_TASK GOAL_: Show every line from the data below that includes "failed".

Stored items
- - - -

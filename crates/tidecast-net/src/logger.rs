//! Structured, level-filtered request logging.
//!
//! [`RequestLogger`] is a thin filter in front of `tracing`. The application
//! installs whatever subscriber it likes; events are emitted under the
//! [`targets::REQUEST`] target so they can be filtered independently:
//!
//! ```ignore
//! tracing_subscriber::fmt()
//!     .with_env_filter("tidecast_net::request=debug")
//!     .init();
//! ```

use std::collections::BTreeMap;
use std::fmt;
use std::sync::atomic::{AtomicU8, Ordering};

use serde::{Deserialize, Serialize};

/// Target names for log filtering.
pub mod targets {
    /// Request/response/error events from the request logger.
    pub const REQUEST: &str = "tidecast_net::request";
    /// Executor lifecycle (retries, cancellation).
    pub const EXECUTOR: &str = "tidecast_net::executor";
    /// Response cache.
    pub const CACHE: &str = "tidecast_net::cache";
    /// Connectivity monitor.
    pub const CONNECTIVITY: &str = "tidecast_net::connectivity";
}

/// Longest body preview emitted, in characters.
pub const MAX_PREVIEW_CHARS: usize = 1000;

/// Log severity, ordered from most to least verbose.
#[derive(
    Clone, Copy, Debug, Default, PartialEq, Eq, PartialOrd, Ord, Hash, Serialize, Deserialize,
)]
#[serde(rename_all = "snake_case")]
pub enum LogLevel {
    /// Everything, including response bodies.
    Verbose,
    /// Request and response summaries.
    Debug,
    /// Notable lifecycle events.
    #[default]
    Info,
    /// Recoverable problems.
    Warning,
    /// Failures.
    Error,
}

impl LogLevel {
    fn from_u8(value: u8) -> Self {
        match value {
            0 => Self::Verbose,
            1 => Self::Debug,
            2 => Self::Info,
            3 => Self::Warning,
            _ => Self::Error,
        }
    }

    fn as_u8(self) -> u8 {
        self as u8
    }
}

impl fmt::Display for LogLevel {
    fn fmt(&self, f: &mut fmt::Formatter<'_>) -> fmt::Result {
        let name = match self {
            Self::Verbose => "verbose",
            Self::Debug => "debug",
            Self::Info => "info",
            Self::Warning => "warning",
            Self::Error => "error",
        };
        f.write_str(name)
    }
}

/// A pipeline event.
#[derive(Clone, Debug, PartialEq)]
pub enum LogEvent {
    /// Outgoing request.
    Request {
        /// HTTP method.
        method: String,
        /// Full URL.
        url: String,
        /// Request headers.
        headers: BTreeMap<String, String>,
        /// Leading part of the request body.
        body_preview: Option<String>,
    },
    /// Incoming response.
    Response {
        /// URL the response came from.
        url: String,
        /// HTTP status code.
        status: u16,
        /// Body size in bytes.
        byte_count: usize,
        /// Name of the type the body decodes into, when known.
        model: Option<String>,
        /// Leading part of the response body; only emitted at verbose level.
        body_preview: Option<String>,
    },
    /// Failure.
    Error {
        /// Human-readable description.
        message: String,
        /// Numeric code, if any.
        code: Option<i64>,
    },
    /// Freeform message.
    Message {
        /// Severity.
        level: LogLevel,
        /// Text.
        text: String,
    },
}

impl LogEvent {
    /// Severity of the event.
    pub fn level(&self) -> LogLevel {
        match self {
            Self::Request { .. } | Self::Response { .. } => LogLevel::Debug,
            Self::Error { .. } => LogLevel::Error,
            Self::Message { level, .. } => *level,
        }
    }

    /// Freeform info message.
    pub fn info(text: impl Into<String>) -> Self {
        Self::Message {
            level: LogLevel::Info,
            text: text.into(),
        }
    }

    /// Freeform warning message.
    pub fn warning(text: impl Into<String>) -> Self {
        Self::Message {
            level: LogLevel::Warning,
            text: text.into(),
        }
    }

    /// Freeform debug message.
    pub fn debug(text: impl Into<String>) -> Self {
        Self::Message {
            level: LogLevel::Debug,
            text: text.into(),
        }
    }

    /// Freeform verbose message.
    pub fn verbose(text: impl Into<String>) -> Self {
        Self::Message {
            level: LogLevel::Verbose,
            text: text.into(),
        }
    }
}

/// Dispatch to the tracing macro matching a runtime level.
macro_rules! emit {
    ($level:expr, $($arg:tt)+) => {
        match $level {
            LogLevel::Verbose => tracing::trace!(target: targets::REQUEST, $($arg)+),
            LogLevel::Debug => tracing::debug!(target: targets::REQUEST, $($arg)+),
            LogLevel::Info => tracing::info!(target: targets::REQUEST, $($arg)+),
            LogLevel::Warning => tracing::warn!(target: targets::REQUEST, $($arg)+),
            LogLevel::Error => tracing::error!(target: targets::REQUEST, $($arg)+),
        }
    };
}

/// Level-filtered sink for pipeline events.
///
/// The threshold is atomic: `set_level` takes effect for all subsequent
/// `log` calls on every thread without locking.
#[derive(Debug)]
pub struct RequestLogger {
    level: AtomicU8,
}

impl Default for RequestLogger {
    fn default() -> Self {
        Self::new(LogLevel::default())
    }
}

impl RequestLogger {
    /// Create a logger with the given threshold.
    pub fn new(level: LogLevel) -> Self {
        Self {
            level: AtomicU8::new(level.as_u8()),
        }
    }

    /// Current threshold.
    pub fn level(&self) -> LogLevel {
        LogLevel::from_u8(self.level.load(Ordering::Relaxed))
    }

    /// Change the threshold.
    pub fn set_level(&self, level: LogLevel) {
        self.level.store(level.as_u8(), Ordering::Relaxed);
    }

    /// Whether an event at `level` would be emitted.
    pub fn is_enabled(&self, level: LogLevel) -> bool {
        level >= self.level()
    }

    /// Emit an event. Returns whether it passed the level filter.
    pub fn log(&self, event: LogEvent) -> bool {
        let level = event.level();
        if !self.is_enabled(level) {
            return false;
        }

        match event {
            LogEvent::Request {
                method,
                url,
                headers,
                body_preview,
            } => {
                let headers = format!("{headers:?}");
                emit!(
                    level,
                    method = %method,
                    url = %url,
                    headers = %headers,
                    body = body_preview.as_deref().unwrap_or(""),
                    "request"
                );
            }
            LogEvent::Response {
                url,
                status,
                byte_count,
                model,
                body_preview,
            } => {
                let body = if self.level() == LogLevel::Verbose {
                    body_preview.unwrap_or_default()
                } else {
                    String::new()
                };
                emit!(
                    level,
                    url = %url,
                    status,
                    bytes = byte_count,
                    model = model.as_deref().unwrap_or(""),
                    body = %body,
                    "response"
                );
            }
            LogEvent::Error { message, code } => {
                emit!(level, code = code.unwrap_or_default(), "{message}");
            }
            LogEvent::Message { text, .. } => {
                emit!(level, "{text}");
            }
        }
        true
    }

    /// Log a failure with its code.
    pub fn error(&self, message: impl Into<String>, code: Option<i64>) -> bool {
        self.log(LogEvent::Error {
            message: message.into(),
            code,
        })
    }
}

/// Truncate a body to a printable preview.
pub fn body_preview(body: &[u8]) -> Option<String> {
    if body.is_empty() {
        return None;
    }
    let text = String::from_utf8_lossy(body);
    let mut preview: String = text.chars().take(MAX_PREVIEW_CHARS).collect();
    if text.chars().nth(MAX_PREVIEW_CHARS).is_some() {
        preview.push('…');
    }
    Some(preview)
}
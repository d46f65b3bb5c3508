//! Client configuration.
//!
//! Configuration can be built in code with the `with_*` setters or loaded
//! from a TOML file:
//!
//! ```toml
//! base_url = "https://api.tidecast.app/v1"
//! timeout = 15.0
//! retry_count = 2
//! retry_delay = 0.5
//! backoff = "exponential"
//! enable_caching = true
//! disk_cache_bytes = 52428800
//! rate_limit_per_second = 5
//! ```

use std::path::{Path, PathBuf};
use std::time::Duration;

use serde::{Deserialize, Serialize};
use thiserror::Error;

use crate::logger::LogLevel;
use crate::retry::{Backoff, RetryPolicy};

/// Errors raised while loading or validating a [`ClientConfig`].
#[derive(Error, Debug)]
pub enum ConfigError {
    /// The configuration file could not be read.
    #[error("failed to read config {path:?}: {source}")]
    Io {
        /// Path that was read.
        path: PathBuf,
        /// Underlying error.
        source: std::io::Error,
    },

    /// The configuration text is not valid TOML for this schema.
    #[error("failed to parse config: {0}")]
    Parse(#[from] toml::de::Error),

    /// A value is out of range.
    #[error("invalid config: {0}")]
    Invalid(String),
}

/// How the delay between retries evolves.
#[derive(Clone, Copy, Debug, Default, PartialEq, Eq, Serialize, Deserialize)]
#[serde(rename_all = "snake_case")]
pub enum BackoffKind {
    /// Constant `retry_delay` between attempts.
    #[default]
    Fixed,
    /// `retry_delay` doubled per attempt, capped at `max_retry_delay`.
    Exponential,
}

/// Configuration for the request executor and its collaborators.
#[derive(Clone, Debug, PartialEq, Serialize, Deserialize)]
#[serde(default)]
pub struct ClientConfig {
    /// Base URL relative endpoints are appended to.
    pub base_url: String,
    /// Per-request transport timeout.
    #[serde(with = "duration_secs")]
    pub timeout: Duration,
    /// Number of retries after the first attempt.
    pub retry_count: u32,
    /// Delay before each retry (initial delay for exponential backoff).
    #[serde(with = "duration_secs")]
    pub retry_delay: Duration,
    /// Backoff shape.
    pub backoff: BackoffKind,
    /// Upper bound on a single exponential delay.
    #[serde(with = "duration_secs")]
    pub max_retry_delay: Duration,
    /// Emit pipeline events through the request logger.
    pub enable_logging: bool,
    /// Minimum level for the request logger.
    pub log_level: LogLevel,
    /// Read and write the response cache.
    pub enable_caching: bool,
    /// Byte budget of the in-memory cache tier.
    pub memory_cache_bytes: u64,
    /// Byte budget of the on-disk cache tier.
    pub disk_cache_bytes: u64,
    /// Lifetime of cached responses.
    #[serde(with = "duration_secs")]
    pub cache_ttl: Duration,
    /// Directory owned by the disk tier. `None` selects the platform cache dir.
    pub cache_dir: Option<PathBuf>,
    /// Maximum requests per trailing second for the rate limiter.
    pub rate_limit_per_second: u32,
    /// User agent sent by the default transport.
    pub user_agent: String,
}

impl Default for ClientConfig {
    fn default() -> Self {
        Self {
            base_url: "https://api.tidecast.app/v1".to_string(),
            timeout: Duration::from_secs(30),
            retry_count: 3,
            retry_delay: Duration::from_secs(1),
            backoff: BackoffKind::Fixed,
            max_retry_delay: Duration::from_secs(30),
            enable_logging: true,
            log_level: LogLevel::Info,
            enable_caching: true,
            memory_cache_bytes: 50 * 1024 * 1024, // 50 MB
            disk_cache_bytes: 100 * 1024 * 1024,  // 100 MB
            cache_ttl: Duration::from_secs(5 * 60),
            cache_dir: None,
            rate_limit_per_second: 10,
            user_agent: format!("Tidecast/{} (Rust)", env!("CARGO_PKG_VERSION")),
        }
    }
}

impl ClientConfig {
    /// Create a configuration with defaults and the given base URL.
    pub fn new(base_url: impl Into<String>) -> Self {
        Self {
            base_url: base_url.into(),
            ..Default::default()
        }
    }

    /// Parse a TOML document. Missing keys take their default value.
    pub fn from_toml_str(text: &str) -> Result<Self, ConfigError> {
        let config: Self = toml::from_str(text)?;
        config.validate()?;
        Ok(config)
    }

    /// Load and validate a TOML configuration file.
    pub fn from_file(path: impl AsRef<Path>) -> Result<Self, ConfigError> {
        let path = path.as_ref();
        let text = std::fs::read_to_string(path).map_err(|source| ConfigError::Io {
            path: path.to_path_buf(),
            source,
        })?;
        Self::from_toml_str(&text)
    }

    /// Check value ranges.
    pub fn validate(&self) -> Result<(), ConfigError> {
        let base = url::Url::parse(&self.base_url)
            .map_err(|e| ConfigError::Invalid(format!("base_url {:?}: {e}", self.base_url)))?;
        if !matches!(base.scheme(), "http" | "https") {
            return Err(ConfigError::Invalid(format!(
                "base_url must be http(s), got {:?}",
                base.scheme()
            )));
        }
        if self.timeout.is_zero() {
            return Err(ConfigError::Invalid("timeout must be positive".into()));
        }
        if self.rate_limit_per_second == 0 {
            return Err(ConfigError::Invalid(
                "rate_limit_per_second must be positive".into(),
            ));
        }
        Ok(())
    }

    /// Retry policy described by `retry_count`, `retry_delay` and `backoff`.
    pub fn retry_policy(&self) -> RetryPolicy {
        let backoff = match self.backoff {
            BackoffKind::Fixed => Backoff::Fixed(self.retry_delay),
            BackoffKind::Exponential => Backoff::Exponential {
                initial: self.retry_delay,
                multiplier: 2.0,
                max: self.max_retry_delay,
            },
        };
        RetryPolicy::new(self.retry_count, backoff)
    }

    /// Directory for the disk cache tier.
    pub fn resolved_cache_dir(&self) -> PathBuf {
        self.cache_dir.clone().unwrap_or_else(default_cache_dir)
    }

    /// Set the base URL.
    #[must_use]
    pub fn with_base_url(mut self, base_url: impl Into<String>) -> Self {
        self.base_url = base_url.into();
        self
    }

    /// Set the transport timeout.
    #[must_use]
    pub fn with_timeout(mut self, timeout: Duration) -> Self {
        self.timeout = timeout;
        self
    }

    /// Set the number of retries.
    #[must_use]
    pub fn with_retry_count(mut self, retries: u32) -> Self {
        self.retry_count = retries;
        self
    }

    /// Set the delay between retries.
    #[must_use]
    pub fn with_retry_delay(mut self, delay: Duration) -> Self {
        self.retry_delay = delay;
        self
    }

    /// Set the backoff shape.
    #[must_use]
    pub fn with_backoff(mut self, backoff: BackoffKind) -> Self {
        self.backoff = backoff;
        self
    }

    /// Enable or disable request logging.
    #[must_use]
    pub fn with_logging(mut self, enabled: bool) -> Self {
        self.enable_logging = enabled;
        self
    }

    /// Enable or disable the response cache.
    #[must_use]
    pub fn with_caching(mut self, enabled: bool) -> Self {
        self.enable_caching = enabled;
        self
    }

    /// Set the cache directory.
    #[must_use]
    pub fn with_cache_dir(mut self, path: impl Into<PathBuf>) -> Self {
        self.cache_dir = Some(path.into());
        self
    }

    /// Set the memory and disk cache budgets in bytes.
    #[must_use]
    pub fn with_cache_budgets(mut self, memory_bytes: u64, disk_bytes: u64) -> Self {
        self.memory_cache_bytes = memory_bytes;
        self.disk_cache_bytes = disk_bytes;
        self
    }

    /// Set the cache entry lifetime.
    #[must_use]
    pub fn with_cache_ttl(mut self, ttl: Duration) -> Self {
        self.cache_ttl = ttl;
        self
    }

    /// Set the rate limit.
    #[must_use]
    pub fn with_rate_limit(mut self, requests_per_second: u32) -> Self {
        self.rate_limit_per_second = requests_per_second;
        self
    }
}

fn default_cache_dir() -> PathBuf {
    directories::ProjectDirs::from("app", "Tidecast", "tidecast")
        .map(|dirs| dirs.cache_dir().join("responses"))
        .unwrap_or_else(|| std::env::temp_dir().join("tidecast-response-cache"))
}

/// Serde adapter storing a `Duration` as fractional seconds.
pub(crate) mod duration_secs {
    use std::time::Duration;

    use serde::{Deserialize, Deserializer, Serializer, de::Error};

    pub fn serialize<S: Serializer>(value: &Duration, serializer: S) -> Result<S::Ok, S::Error> {
        serializer.serialize_f64(value.as_secs_f64())
    }

    pub fn deserialize<'de, D: Deserializer<'de>>(deserializer: D) -> Result<Duration, D::Error> {
        let secs = f64::deserialize(deserializer)?;
        Duration::try_from_secs_f64(secs).map_err(D::Error::custom)
    }
}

- - - -

_TASK RESPONSE_:
    #[error("failed to read config {path:?}: {source}")]
    #[error("failed to parse config: {0}")]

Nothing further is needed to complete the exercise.